**WHAT YOU WILL DO**
Tally the lines below that include "Left" and give only the total.

**DATA FOR THIS EXERCISE**
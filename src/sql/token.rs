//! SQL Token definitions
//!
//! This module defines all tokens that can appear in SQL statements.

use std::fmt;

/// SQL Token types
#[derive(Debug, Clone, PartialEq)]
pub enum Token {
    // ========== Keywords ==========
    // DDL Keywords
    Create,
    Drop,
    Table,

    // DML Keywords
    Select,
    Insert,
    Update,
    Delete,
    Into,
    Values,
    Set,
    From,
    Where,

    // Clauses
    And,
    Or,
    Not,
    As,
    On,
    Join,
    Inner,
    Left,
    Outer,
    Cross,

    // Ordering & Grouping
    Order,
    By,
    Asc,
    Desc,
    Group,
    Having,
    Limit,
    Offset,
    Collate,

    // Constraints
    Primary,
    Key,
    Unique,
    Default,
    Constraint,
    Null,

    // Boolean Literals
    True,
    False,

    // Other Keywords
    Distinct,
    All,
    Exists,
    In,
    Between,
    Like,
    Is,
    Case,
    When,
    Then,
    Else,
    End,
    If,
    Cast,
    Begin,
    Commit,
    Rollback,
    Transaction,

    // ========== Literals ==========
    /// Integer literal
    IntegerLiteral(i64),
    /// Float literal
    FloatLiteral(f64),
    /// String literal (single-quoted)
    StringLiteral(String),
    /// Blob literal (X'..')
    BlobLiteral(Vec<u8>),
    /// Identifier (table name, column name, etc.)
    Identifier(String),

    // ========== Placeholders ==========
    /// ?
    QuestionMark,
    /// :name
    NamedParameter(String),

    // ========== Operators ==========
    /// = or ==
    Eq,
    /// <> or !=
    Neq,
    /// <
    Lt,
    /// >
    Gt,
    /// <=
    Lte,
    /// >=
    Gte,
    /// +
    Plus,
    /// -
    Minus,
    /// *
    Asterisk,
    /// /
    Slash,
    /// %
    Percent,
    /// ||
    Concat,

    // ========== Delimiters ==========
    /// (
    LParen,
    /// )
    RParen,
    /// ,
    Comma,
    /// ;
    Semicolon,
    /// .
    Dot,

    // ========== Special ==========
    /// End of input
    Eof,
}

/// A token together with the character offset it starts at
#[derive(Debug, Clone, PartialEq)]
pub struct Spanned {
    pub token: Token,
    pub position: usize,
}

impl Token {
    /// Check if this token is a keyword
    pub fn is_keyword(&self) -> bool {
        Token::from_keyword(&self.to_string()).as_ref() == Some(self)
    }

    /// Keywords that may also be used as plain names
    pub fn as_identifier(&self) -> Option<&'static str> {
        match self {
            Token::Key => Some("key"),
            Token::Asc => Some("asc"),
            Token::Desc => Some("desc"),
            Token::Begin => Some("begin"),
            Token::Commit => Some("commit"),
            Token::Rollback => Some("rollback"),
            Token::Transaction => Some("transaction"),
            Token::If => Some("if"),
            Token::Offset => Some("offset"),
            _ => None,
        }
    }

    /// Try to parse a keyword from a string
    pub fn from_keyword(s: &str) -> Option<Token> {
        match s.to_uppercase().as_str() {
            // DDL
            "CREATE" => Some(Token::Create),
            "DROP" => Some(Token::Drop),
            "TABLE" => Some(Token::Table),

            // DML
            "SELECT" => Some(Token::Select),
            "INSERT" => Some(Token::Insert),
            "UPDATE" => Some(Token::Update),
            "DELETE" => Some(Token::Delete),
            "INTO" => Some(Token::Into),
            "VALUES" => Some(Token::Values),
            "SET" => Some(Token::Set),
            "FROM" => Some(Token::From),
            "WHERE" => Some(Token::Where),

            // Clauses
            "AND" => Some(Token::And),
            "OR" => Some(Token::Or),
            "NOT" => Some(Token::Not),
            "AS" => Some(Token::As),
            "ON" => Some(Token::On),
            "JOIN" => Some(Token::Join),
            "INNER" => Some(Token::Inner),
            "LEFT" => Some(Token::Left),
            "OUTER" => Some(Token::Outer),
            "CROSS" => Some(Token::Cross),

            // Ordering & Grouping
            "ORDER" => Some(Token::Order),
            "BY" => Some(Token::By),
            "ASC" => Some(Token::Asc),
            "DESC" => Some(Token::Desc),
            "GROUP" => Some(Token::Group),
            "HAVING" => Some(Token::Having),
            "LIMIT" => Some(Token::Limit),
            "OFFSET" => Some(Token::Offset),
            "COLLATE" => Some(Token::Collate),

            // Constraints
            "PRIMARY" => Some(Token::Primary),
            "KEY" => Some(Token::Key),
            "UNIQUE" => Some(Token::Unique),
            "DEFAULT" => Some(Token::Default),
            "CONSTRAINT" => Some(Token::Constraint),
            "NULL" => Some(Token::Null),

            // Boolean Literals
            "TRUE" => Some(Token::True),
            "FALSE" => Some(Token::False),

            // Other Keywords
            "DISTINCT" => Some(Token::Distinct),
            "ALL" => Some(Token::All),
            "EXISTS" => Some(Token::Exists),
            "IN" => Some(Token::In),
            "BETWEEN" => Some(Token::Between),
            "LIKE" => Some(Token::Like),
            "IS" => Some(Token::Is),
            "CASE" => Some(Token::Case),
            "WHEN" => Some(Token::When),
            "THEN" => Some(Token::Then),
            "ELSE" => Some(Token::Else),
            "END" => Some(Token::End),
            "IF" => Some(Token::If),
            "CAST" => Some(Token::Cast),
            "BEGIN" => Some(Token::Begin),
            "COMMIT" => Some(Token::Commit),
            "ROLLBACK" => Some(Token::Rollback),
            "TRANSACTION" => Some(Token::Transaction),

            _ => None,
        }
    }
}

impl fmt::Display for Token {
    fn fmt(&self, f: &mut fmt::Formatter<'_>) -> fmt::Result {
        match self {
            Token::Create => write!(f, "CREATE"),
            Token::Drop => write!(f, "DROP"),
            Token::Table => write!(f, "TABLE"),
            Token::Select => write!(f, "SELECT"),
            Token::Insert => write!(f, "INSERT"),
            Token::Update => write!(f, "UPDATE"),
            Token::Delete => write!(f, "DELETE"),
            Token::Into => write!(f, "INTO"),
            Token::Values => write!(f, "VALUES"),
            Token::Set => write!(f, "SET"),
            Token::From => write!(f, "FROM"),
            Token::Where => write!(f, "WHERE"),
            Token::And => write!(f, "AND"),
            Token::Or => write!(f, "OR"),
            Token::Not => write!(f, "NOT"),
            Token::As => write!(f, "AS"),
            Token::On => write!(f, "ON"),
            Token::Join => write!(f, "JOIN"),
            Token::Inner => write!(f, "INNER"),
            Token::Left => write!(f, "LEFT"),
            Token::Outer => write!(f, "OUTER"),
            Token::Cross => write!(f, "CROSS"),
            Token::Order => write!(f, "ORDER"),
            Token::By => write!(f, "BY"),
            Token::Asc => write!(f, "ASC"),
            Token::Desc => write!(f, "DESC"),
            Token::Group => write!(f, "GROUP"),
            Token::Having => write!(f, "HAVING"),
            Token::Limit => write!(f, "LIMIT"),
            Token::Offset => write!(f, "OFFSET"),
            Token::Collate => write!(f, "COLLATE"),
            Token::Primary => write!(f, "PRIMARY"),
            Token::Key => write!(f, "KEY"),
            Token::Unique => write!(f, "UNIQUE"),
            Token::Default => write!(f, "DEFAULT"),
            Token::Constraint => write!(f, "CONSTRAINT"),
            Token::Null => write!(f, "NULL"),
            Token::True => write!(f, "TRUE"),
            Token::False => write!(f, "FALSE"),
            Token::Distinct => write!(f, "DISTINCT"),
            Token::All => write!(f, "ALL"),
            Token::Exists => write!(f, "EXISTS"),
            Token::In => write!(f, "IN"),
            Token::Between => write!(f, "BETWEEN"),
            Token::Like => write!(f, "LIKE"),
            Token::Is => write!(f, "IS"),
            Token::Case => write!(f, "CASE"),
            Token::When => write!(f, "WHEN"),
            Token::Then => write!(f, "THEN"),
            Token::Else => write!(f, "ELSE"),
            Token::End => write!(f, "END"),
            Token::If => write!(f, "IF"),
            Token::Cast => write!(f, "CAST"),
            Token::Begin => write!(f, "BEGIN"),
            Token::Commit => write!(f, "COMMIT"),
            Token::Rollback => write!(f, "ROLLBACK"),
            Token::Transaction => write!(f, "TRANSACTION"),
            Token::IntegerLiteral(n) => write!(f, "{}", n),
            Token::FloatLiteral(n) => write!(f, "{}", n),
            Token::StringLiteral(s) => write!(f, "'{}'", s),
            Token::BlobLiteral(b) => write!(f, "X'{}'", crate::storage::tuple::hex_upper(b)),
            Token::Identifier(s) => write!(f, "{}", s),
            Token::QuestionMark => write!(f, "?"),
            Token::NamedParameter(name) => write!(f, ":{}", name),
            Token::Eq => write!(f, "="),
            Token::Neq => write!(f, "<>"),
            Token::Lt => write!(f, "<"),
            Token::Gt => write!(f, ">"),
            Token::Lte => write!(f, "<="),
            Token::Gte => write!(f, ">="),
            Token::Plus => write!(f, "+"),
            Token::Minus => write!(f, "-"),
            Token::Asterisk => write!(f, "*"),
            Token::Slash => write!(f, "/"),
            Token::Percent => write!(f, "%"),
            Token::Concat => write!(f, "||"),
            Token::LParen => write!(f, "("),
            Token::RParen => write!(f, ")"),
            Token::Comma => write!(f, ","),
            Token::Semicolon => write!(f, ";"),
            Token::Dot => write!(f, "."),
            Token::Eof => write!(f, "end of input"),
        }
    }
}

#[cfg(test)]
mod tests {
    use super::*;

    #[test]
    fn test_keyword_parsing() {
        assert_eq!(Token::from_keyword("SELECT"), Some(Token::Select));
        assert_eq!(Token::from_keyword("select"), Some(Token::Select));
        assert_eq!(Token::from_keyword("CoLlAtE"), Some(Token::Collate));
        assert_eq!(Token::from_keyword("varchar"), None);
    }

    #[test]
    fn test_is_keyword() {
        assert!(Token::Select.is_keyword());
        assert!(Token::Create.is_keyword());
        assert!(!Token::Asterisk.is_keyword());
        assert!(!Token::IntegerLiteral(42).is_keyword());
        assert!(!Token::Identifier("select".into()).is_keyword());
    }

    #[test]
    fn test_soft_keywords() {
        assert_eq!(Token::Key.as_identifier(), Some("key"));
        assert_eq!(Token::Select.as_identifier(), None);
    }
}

**WRITTEN ANSWER**
3